Solving the Integral: \int \dfrac{x-1}{(x+1)^3} e^x dx

[utkarshakash]

Homework Statement

\int \dfrac{x-1}{(x+1)^3} e^x dx

The Attempt at a Solution

The most I can do is split the terms and integrate them individually but I am facing problems integrating the individual terms.

 

[Saitama]

Homework Statement

\int \dfrac{x-1}{(x+1)^3} e^x dx

The Attempt at a Solution

The most I can do is split the terms and integrate them individually but I am facing problems integrating the individual terms.

Do you know about the following:
\int e^x(f(x)+f'(x))=e^xf(x)+C?
The problem becomes really easy with that.

 

[utkarshakash]

Do you know about the following:
\int e^x(f(x)+f'(x))=e^xf(x)+C?
The problem becomes really easy with that.

I already know this but I'm finding it difficult to reduce the question to this form. Can you please give me some hints.

 

[utkarshakash]

Do you know about the following:
\int e^x(f(x)+f'(x))=e^xf(x)+C?
The problem becomes really easy with that.

I already know this but I'm finding it difficult to reduce the question to this form. Can you please give me some hints?

 

[Curious3141]

I already know this but I'm finding it difficult to reduce the question to this form. Can you please give me some hints?

Pranav's hint is a good one. But to apply it, you need to see that $x-1 = (x+1) - 2$. Split that rational expression into two, simplify, and see where you go from there.

 

[HallsofIvy]

Homework Statement

\int \dfrac{x-1}{(x+1)^3} e^x dx

The Attempt at a Solution

The most I can do is split the terms and integrate them individually but I am facing problems integrating the individual terms.

Thinking you can "split the terms and integrate them individually" indicates that you need to review integration all together!

 

[utkarshakash]

Thinking you can "split the terms and integrate them individually" indicates that you need to review integration all together!

This means according to you this step is incorrect.

\displaystyle \int \dfrac{(x+1)-2}{(x+1)^3} e^x dx \\<br /> \displaystyle \int (x+1)^{-2} e^x dx - \int \dfrac{2}{(x+1)^3} e^x dx

 

[CAF123]

This means according to you this step is incorrect.

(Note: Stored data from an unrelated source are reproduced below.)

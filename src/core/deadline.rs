//! Deadline-miss event log and aggregate counters
//!
//! Keeps a capacity-bounded log of misses so a long-running simulation
//! with persistent misses cannot grow memory without bound — the one
//! allocation-sensitive surface left once the task set is fixed.

use std::collections::VecDeque;

use serde::Serialize;
use tracing::warn;

use crate::core::config::{CFG_DEADLINE_CRITICAL_THRESHOLD, CFG_DEADLINE_LOG_CAPACITY};
use crate::core::types::{DeadlineEventKind, DeadlineKind, TaskId, VirtualTime};

/// A single recorded deadline miss
#[derive(Debug, Clone, Copy, Serialize)]
pub struct DeadlineEvent {
    pub kind: DeadlineEventKind,
    pub task_id: TaskId,
    pub deadline: VirtualTime,
    pub overrun: VirtualTime,
    pub timestamp: VirtualTime,
    pub deadline_kind: DeadlineKind,
}

/// Deadline-miss event log and aggregate counters
pub struct DeadlineManager {
    log: VecDeque<DeadlineEvent>,
    capacity: usize,
    critical_threshold: u32,
    total_miss: u64,
    hard_miss: u64,
    listener: Option<Box<dyn FnMut(&DeadlineEvent) + Send>>,
}

impl DeadlineManager {
    pub fn new() -> Self {
        DeadlineManager {
            log: VecDeque::new(),
            capacity: CFG_DEADLINE_LOG_CAPACITY,
            critical_threshold: CFG_DEADLINE_CRITICAL_THRESHOLD,
            total_miss: 0,
            hard_miss: 0,
            listener: None,
        }
    }

    pub fn set_listener(&mut self, listener: impl FnMut(&DeadlineEvent) + Send + 'static) {
        self.listener = Some(Box::new(listener));
    }

    /// Record a miss. `task_miss_count` is the task's own running miss
    /// count *after* this occurrence, used for the Critical upgrade.
    pub fn record_miss(
        &mut self,
        task_id: TaskId,
        deadline_kind: DeadlineKind,
        deadline: VirtualTime,
        timestamp: VirtualTime,
        task_miss_count: u32,
    ) {
        let overrun = timestamp - deadline;
        let kind = if task_miss_count >= self.critical_threshold {
            DeadlineEventKind::Critical
        } else {
            match deadline_kind {
                DeadlineKind::Hard => DeadlineEventKind::Miss,
                DeadlineKind::Soft | DeadlineKind::None => DeadlineEventKind::Warning,
            }
        };

        let event = DeadlineEvent {
            kind,
            task_id,
            deadline,
            overrun,
            timestamp,
            deadline_kind,
        };

        self.total_miss += 1;
        if matches!(deadline_kind, DeadlineKind::Hard) {
            self.hard_miss += 1;
        }

        warn!(task = task_id.value(), ?kind, overrun, "deadline missed");

        if let Some(listener) = self.listener.as_mut() {
            listener(&event);
        }

        if self.log.len() == self.capacity {
            self.log.pop_front();
        }
        self.log.push_back(event);
    }

    #[inline]
    pub fn total_miss(&self) -> u64 {
        self.total_miss
    }

    #[inline]
    pub fn hard_miss(&self) -> u64 {
        self.hard_miss
    }

    pub fn events(&self) -> impl Iterator<Item = &DeadlineEvent> {
        self.log.iter()
    }

    pub fn snapshot(&self) -> Vec<DeadlineEvent> {
        self.log.iter().copied().collect()
    }
}

impl Default for DeadlineManager {
    fn default() -> Self {
        Self::new()
    }
}

#[cfg(test)]
mod tests {
    use super::*;
    use crate::core::types::TaskId;

    #[test]
    fn hard_miss_classifies_as_miss() {
        let mut dm = DeadlineManager::new();
        dm.record_miss(TaskId(1), DeadlineKind::Hard, 0.010, 0.012, 1);
        assert_eq!(dm.total_miss(), 1);
        assert_eq!(dm.hard_miss(), 1);
        let ev = dm.events().next().unwrap();
        assert!(matches!(ev.kind, DeadlineEventKind::Miss));
    }

    #[test]
    fn soft_miss_classifies_as_warning() {
        let mut dm = DeadlineManager::new();
        dm.record_miss(TaskId(1), DeadlineKind::Soft, 0.010, 0.012, 1);
        let ev = dm.events().next().unwrap();
        assert!(matches!(ev.kind, DeadlineEventKind::Warning));
    }

    #[test]
    fn threshold_upgrades_to_critical() {
        let mut dm = DeadlineManager::new();
        dm.record_miss(TaskId(1), DeadlineKind::Soft, 0.010, 0.012, CFG_DEADLINE_CRITICAL_THRESHOLD);
        let ev = dm.events().next().unwrap();
        assert!(matches!(ev.kind, DeadlineEventKind::Critical));
    }

    #[test]
    fn log_is_capacity_bounded() {
        let mut dm = DeadlineManager::new();
        for i in 0..(CFG_DEADLINE_LOG_CAPACITY + 10) {
            dm.record_miss(TaskId(i as u32), DeadlineKind::Hard, 0.0, 0.001, 1);
        }
        assert_eq!(dm.snapshot().len(), CFG_DEADLINE_LOG_CAPACITY);
        assert_eq!(dm.total_miss(), (CFG_DEADLINE_LOG_CAPACITY + 10) as u64);
    }
}
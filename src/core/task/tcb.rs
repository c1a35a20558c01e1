//! Task Control Block (TCB) definition
//!
//! The TCB holds everything the kernel needs to schedule a task; only the
//! kernel ever holds a `&mut Tcb`.

use super::Task;
use crate::core::types::{DeadlineKind, Priority, TaskId, TaskState, VirtualTime};

/// Task Control Block
pub struct Tcb {
    /// Unique, monotonic identity assigned at registration
    pub task_id: TaskId,
    /// The owned application task
    pub(crate) task: Box<dyn Task>,
    /// Registration order, used by FCFS/SJF tie-breaking
    pub arrival_seq: u64,

    // ============ Scheduling ============
    /// Priority assigned at registration; 0 = highest, 255 = Idle
    pub base_priority: Priority,
    /// Priority actually used for dispatch; may be boosted via [`Tcb::inherit`]
    pub current_priority: Priority,
    /// Hard/soft/none deadline classification
    pub deadline_kind: DeadlineKind,

    // ============ Timing ============
    /// Activation period in seconds; `0` means aperiodic
    pub period: VirtualTime,
    /// Relative deadline in seconds; defaults to `period` when unspecified
    pub relative_deadline: VirtualTime,
    /// Virtual time at which this task's next job is activated
    pub next_activation_time: VirtualTime,
    /// Absolute deadline of the current job instance (`0` = none tracked)
    pub absolute_deadline: VirtualTime,
    /// Virtual time at which the current job's last execution step started
    pub last_execution_start: VirtualTime,

    // ============ State ============
    /// Current lifecycle state
    pub state: TaskState,

    // ============ Statistics ============
    /// Number of steps executed across the task's lifetime
    pub execution_count: u64,
    /// Total virtual execution time charged to this task
    pub total_execution_time: VirtualTime,
    /// Largest single-step execution time observed (high-water mark)
    pub worst_case_execution_time: VirtualTime,
    /// Number of deadline misses recorded against this task
    pub deadline_miss_count: u32,
    /// Reserved for a future variance/EWMA jitter estimator; left at zero
    pub jitter: VirtualTime,
}

impl Tcb {
    pub(crate) fn new(
        task_id: TaskId,
        task: Box<dyn Task>,
        arrival_seq: u64,
        base_priority: Priority,
        period: VirtualTime,
        relative_deadline: VirtualTime,
        deadline_kind: DeadlineKind,
    ) -> Self {
        Tcb {
            task_id,
            task,
            arrival_seq,
            base_priority,
            current_priority: base_priority,
            deadline_kind,
            period,
            relative_deadline,
            next_activation_time: 0.0,
            absolute_deadline: 0.0,
            last_execution_start: 0.0,
            state: TaskState::Created,
            execution_count: 0,
            total_execution_time: 0.0,
            worst_case_execution_time: 0.0,
            deadline_miss_count: 0,
            jitter: 0.0,
        }
    }

    #[inline]
    pub fn task(&self) -> &dyn Task {
        self.task.as_ref()
    }

    #[inline]
    pub(crate) fn task_mut(&mut self) -> &mut dyn Task {
        self.task.as_mut()
    }

    #[inline]
    pub fn is_periodic(&self) -> bool {
        self.period > 0.0
    }

    /// Estimated remaining work for the current job, used by the SJF
    /// strategy: the number of unexecuted steps times the current step's
    /// WCET, for tasks that report a roughly uniform per-step cost.
    pub fn remaining_work_estimate(&self) -> VirtualTime {
        let remaining_steps = self
            .task
            .total_steps()
            .saturating_sub(self.task.current_step());
        remaining_steps as f64 * self.task.current_step_wcet()
    }

    /// Lower `current_priority` to `min(current_priority, p)`. Priority
    /// inheritance never raises a TCB's effective priority.
    pub fn inherit(&mut self, p: Priority) {
        if p < self.current_priority {
            self.current_priority = p;
        }
    }

    /// Reset `current_priority` back to `base_priority`.
    pub fn restore(&mut self) {
        self.current_priority = self.base_priority;
    }

    pub(crate) fn record_execution_start(&mut self, t: VirtualTime) {
        self.last_execution_start = t;
    }

    pub(crate) fn record_execution_complete(&mut self, exec: VirtualTime) {
        self.execution_count += 1;
        self.total_execution_time += exec;
        if exec > self.worst_case_execution_time {
            self.worst_case_execution_time = exec;
        }
    }

    pub(crate) fn record_deadline_miss(&mut self) {
        self.deadline_miss_count += 1;
        self.task.on_deadline_miss();
    }

    /// Debug-only validation of the state transition table. Release
    /// builds trust the kernel's call sites and skip the check entirely.
    #[cfg(debug_assertions)]
    pub(crate) fn debug_assert_transition(&self, to: TaskState) {
        use TaskState::*;
        let valid = matches!(
            (self.state, to),
            (Created, Ready)
                | (Created, Waiting)
                | (Ready, Running)
                | (Running, Ready)
                | (Ready, Waiting)
                | (Running, Waiting)
                | (Running, Blocked)
                | (Blocked, Ready)
                | (Waiting, Ready)
                | (_, Suspended)
        );
        debug_assert!(
            valid,
            "invalid TCB transition {:?} -> {:?} for task {:?}",
            self.state, to, self.task_id
        );
    }

    #[cfg(not(debug_assertions))]
    #[inline]
    pub(crate) fn debug_assert_transition(&self, _to: TaskState) {}

    pub(crate) fn transition(&mut self, to: TaskState) {
        self.debug_assert_transition(to);
        self.state = to;
    }
}

impl std::fmt::Debug for Tcb {
    fn fmt(&self, f: &mut std::fmt::Formatter<'_>) -> std::fmt::Result {
        f.debug_struct("Tcb")
            .field("task_id", &self.task_id)
            .field("name", &self.task.name())
            .field("base_priority", &self.base_priority)
            .field("current_priority", &self.current_priority)
            .field("state", &self.state)
            .finish()
    }
}
//! Task behavior contract and control block
//!
//! A `Task` is the application's unit of schedulable work; the kernel
//! never sees anything about a task except the five operations below.

mod tcb;

pub use tcb::Tcb;

/// The behavior contract every schedulable unit of work implements.
///
/// A task does not know its own priority, period, or deadline — those
/// live on the [`Tcb`] that wraps it. A task is split into numbered
/// steps; `current_step` is the task's own program counter and is reset
/// by [`Task::reset_for_next_period`] at the start of each job.
pub trait Task {
    /// Human-readable name, used for logging and diagnostics only.
    fn name(&self) -> &str;

    /// Total number of steps in one job of this task. Finite, `>= 1`.
    fn total_steps(&self) -> u32;

    /// The step the task is currently on, 0-indexed.
    fn current_step(&self) -> u32;

    /// Worst-case execution time of the current step, in seconds, `> 0`.
    fn current_step_wcet(&self) -> f64;

    /// True iff the current job has executed all of its steps.
    fn is_work_complete(&self) -> bool {
        self.current_step() >= self.total_steps()
    }

    /// Called once, when the kernel starts, before the task is ever scheduled.
    fn initialize(&mut self);

    /// Execute exactly one step. Must terminate within `current_step_wcet`
    /// of wall-clock time; the kernel charges virtual time based on the
    /// WCET regardless of how long this call actually takes.
    fn execute_step(&mut self);

    /// Reset the task's step counter at the start of a new job (periodic
    /// re-activation, or after a deadline miss abandons the current job).
    fn reset_for_next_period(&mut self);

    /// Called once, when the kernel stops, for every task that was
    /// successfully initialized.
    fn cleanup(&mut self);

    /// Extension point invoked when this task's job misses its deadline.
    /// The default does nothing; application tasks override it to
    /// perform safing behavior.
    fn on_deadline_miss(&mut self) {}
}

\displaystyle \int \dfrac{(x+1)-2}{(x+1)^3} e^x dx \\<br /> \displaystyle \int (x+1)^{-2} e^x dx - \int \dfrac{2}{(x+1)^3} e^x dx

That step is correct. I think what HallsofIvy thought you meant by your statement was that you were going to integrate each 'component' of your integrand separately, ie integrate (x-1), 1/(x+1)³ and e^x separately to obtain something completely nonsensical.

 

[Curious3141]

This means according to you this step is incorrect.

\displaystyle \int \dfrac{(x+1)-2}{(x+1)^3} e^x dx \\<br /> \displaystyle \int (x+1)^{-2} e^x dx - \int \dfrac{2}{(x+1)^3} e^x dx

Correct, but you don't actually have to split it up this way. Just leave the integrand as e^x times that expression, then use Pranav's hint.

 

[utkarshakash]

Correct, but you don't actually have to split it up this way. Just leave the integrand as e^x times that expression, then use Pranav's hint.

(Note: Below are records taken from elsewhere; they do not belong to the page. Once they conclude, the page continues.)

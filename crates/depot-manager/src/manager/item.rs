//! Item operations on the selected warehouse.
//!
//! All numeric form fields go through [`parse_integer`], which trims
//! surrounding whitespace. Text fields are stored verbatim.
//!
//! ```text
//! operation        parse failure                        missing target
//! ─────────        ─────────────                        ──────────────
//! add_item         'Quantity' must be an integer        (no selection) Add or select ...
//!                                                       (ids used up) No item IDs are left ...
//! adjust_quantity  'Quantity' and ID must be an integers.   Item ID does not exist!
//! request_edit     (treated as missing)                 Item ID does not exist
//! apply_edit       'Quantity' must be an integer.       Item ID does not exist
//!                  IDs must be integers.
//! delete_item      silent                               silent
//! ```

use depot_core::validation::parse_integer;
use depot_core::{Item, NewItem, Rejection};
use depot_db::{DbError, DbResult, QuantityChange};
use tracing::{debug, warn};

use super::{settle, InventoryManager};
use crate::error::{ManagerResult, Outcome};
use crate::session::Session;

impl InventoryManager {
    /// Adds an item to the selected warehouse with the next free id.
    pub async fn add_item(
        &self,
        session: &mut Session,
        name: &str,
        quantity: &str,
        other: &str,
    ) -> ManagerResult<Outcome> {
        let result = self.try_add_item(session, name, quantity, other).await;
        settle(session, "add_item", result)
    }

    async fn try_add_item(
        &self,
        session: &mut Session,
        name: &str,
        quantity: &str,
        other: &str,
    ) -> DbResult<Outcome> {
        let Some(current) = session.current_warehouse() else {
            return Ok(Rejection::NoWarehouseSelected.into());
        };
        let Ok(quantity) = parse_integer("Quantity", quantity) else {
            return Ok(Rejection::QuantityNotInteger.into());
        };

        match self
            .db
            .items()
            .insert(current, &NewItem::new(name, quantity, other))
            .await
        {
            Ok(item) => {
                debug!(warehouse = %current, id = item.id, "Added item");
                Ok(Outcome::Applied)
            }
            Err(DbError::IdsExhausted { .. }) => Ok(Rejection::ItemIdsExhausted.into()),
            // Deleted through another session since it was selected.
            Err(e) if e.is_not_found() => {
                if let Some(gone) = session.clear_selection() {
                    warn!(warehouse = %gone, "Selected warehouse no longer exists");
                }
                Ok(Rejection::NoWarehouseSelected.into())
            }
            Err(e) => Err(e),
        }
    }

    /// Adds `delta` to the quantity of item `id`. Results may be negative.
    pub async fn adjust_quantity(
        &self,
        session: &mut Session,
        id: &str,
        delta: &str,
    ) -> ManagerResult<Outcome> {
        let result = self.try_adjust_quantity(session, id, delta).await;
        settle(session, "adjust_quantity", result)
    }

    async fn try_adjust_quantity(&self, session: &Session, id: &str, delta: &str) -> DbResult<Outcome> {
        let (Ok(id), Ok(delta)) = (parse_integer("ID", id), parse_integer("Quantity", delta)) else {
            return Ok(Rejection::AdjustmentNotInteger.into());
        };
        let Some(current) = session.current_warehouse() else {
            return Ok(Rejection::AdjustTargetMissing.into());
        };

        match self.db.items().adjust_quantity(current, id, delta).await? {
            QuantityChange::Adjusted { quantity } => {
                debug!(warehouse = %current, id, delta, quantity, "Adjusted quantity");
                Ok(Outcome::Applied)
            }
            QuantityChange::Missing => Ok(Rejection::AdjustTargetMissing.into()),
            QuantityChange::Overflow => Ok(Rejection::AdjustmentNotInteger.into()),
        }
    }

    /// Stages item `id` as the edit payload of the next snapshot.
    pub async fn request_edit(&self, session: &mut Session, id: &str) -> ManagerResult<Outcome> {
        let result = self.try_request_edit(session, id).await;
        settle(session, "request_edit", result)
    }

    async fn try_request_edit(&self, session: &mut Session, id: &str) -> DbResult<Outcome> {
        let (Some(current), Ok(id)) = (session.current_warehouse(), parse_integer("ID", id)) else {
            return Ok(Rejection::ItemNotFound.into());
        };

        let Some(item) = self.db.items().get(current, id).await? else {
            return Ok(Rejection::ItemNotFound.into());
        };

        debug!(warehouse = %current, id, "Staged item for editing");
        session.stage_edit(item);
        Ok(Outcome::Applied)
    }

    /// Overwrites the item at `old_id` with the submitted fields, which may
    /// include a new id.
    pub async fn apply_edit(
        &self,
        session: &mut Session,
        name: &str,
        id: &str,
        quantity: &str,
        other: &str,
        old_id: &str,
    ) -> ManagerResult<Outcome> {
        let result = self
            .try_apply_edit(session, name, id, quantity, other, old_id)
            .await;
        settle(session, "apply_edit", result)
    }

    async fn try_apply_edit(
        &self,
        session: &Session,
        name: &str,
        id: &str,
        quantity: &str,
        other: &str,
        old_id: &str,
    ) -> DbResult<Outcome> {
        let Ok(quantity) = parse_integer("Quantity", quantity) else {
            return Ok(Rejection::EditQuantityNotInteger.into());
        };
        let (Ok(id), Ok(old_id)) = (parse_integer("ID", id), parse_integer("ID", old_id)) else {
            return Ok(Rejection::EditIdsNotIntegers.into());
        };
        let Some(current) = session.current_warehouse() else {
            return Ok(Rejection::ItemNotFound.into());
        };

        let items = self.db.items();
        if id != old_id && items.exists(current, id).await? {
            return Ok(Rejection::DuplicateItemId.into());
        }

        let edited = Item {
            name: name.to_string(),
            id,
            quantity,
            other: other.to_string(),
        };

        match items.update(current, old_id, &edited).await {
            Ok(true) => {
                debug!(warehouse = %current, old_id, id, "Saved item edit");
                Ok(Outcome::Applied)
            }
            Ok(false) => Ok(Rejection::ItemNotFound.into()),
            // Another session took the id between the check and the update.
            Err(e) if e.is_unique_violation() => Ok(Rejection::DuplicateItemId.into()),
            Err(e) => Err(e),
        }
    }

    /// Removes item `id` from the selected warehouse.
    ///
    /// A missing or non-integer id, or no selection, is a silent no-op.
    pub async fn delete_item(&self, session: &mut Session, id: &str) -> ManagerResult<Outcome> {
        let result = self.try_delete_item(session, id).await;
        settle(session, "delete_item", result)
    }

    async fn try_delete_item(&self, session: &Session, id: &str) -> DbResult<Outcome> {
        let Some(current) = session.current_warehouse() else {
            debug!("Delete ignored: no warehouse selected");
            return Ok(Outcome::Unchanged);
        };
        let Ok(id) = parse_integer("ID", id) else {
            debug!(id, "Delete ignored: id is not an integer");
            return Ok(Outcome::Unchanged);
        };

        if self.db.items().delete(current, id).await? {
            debug!(warehouse = %current, id, "Deleted item");
            Ok(Outcome::Applied)
        } else {
            debug!(warehouse = %current, id, "Delete ignored: no such item");
            Ok(Outcome::Unchanged)
        }
    }
}

// =============================================================================
// Unit Tests
// =============================================================================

I already know that. But HallsOfIvy thought splitting the terms like this is completely wrong.

 

[Ray Vickson]

I already know that. But HallsOfIvy thought splitting the terms like this is completely wrong.

No, he did not think or say that! He just said you need to review integration. Sometimes splitting up an integral is not helpful, even though it may be correct.

 

[sankalpmittal]

I already know that. But HallsOfIvy thought splitting the terms like this is completely wrong.

Plain and simple. Write x-1=(x+1)-2 and hence break the denominator. Now you get two separate integrands. Think. Integrating anyone of the two by parts should cancel other automatically and you might be able to get the correct integral.

And do not blame others.

 

[utkarshakash]

Plain and simple. Write x-1=(x+1)-2 and hence break the denominator. Now you get two separate integrands. Think. Integrating anyone of the two by parts should cancel other automatically and you might be able to get the correct integral.

And do not blame others.

I am not blaming others. I have already arrived at the answer.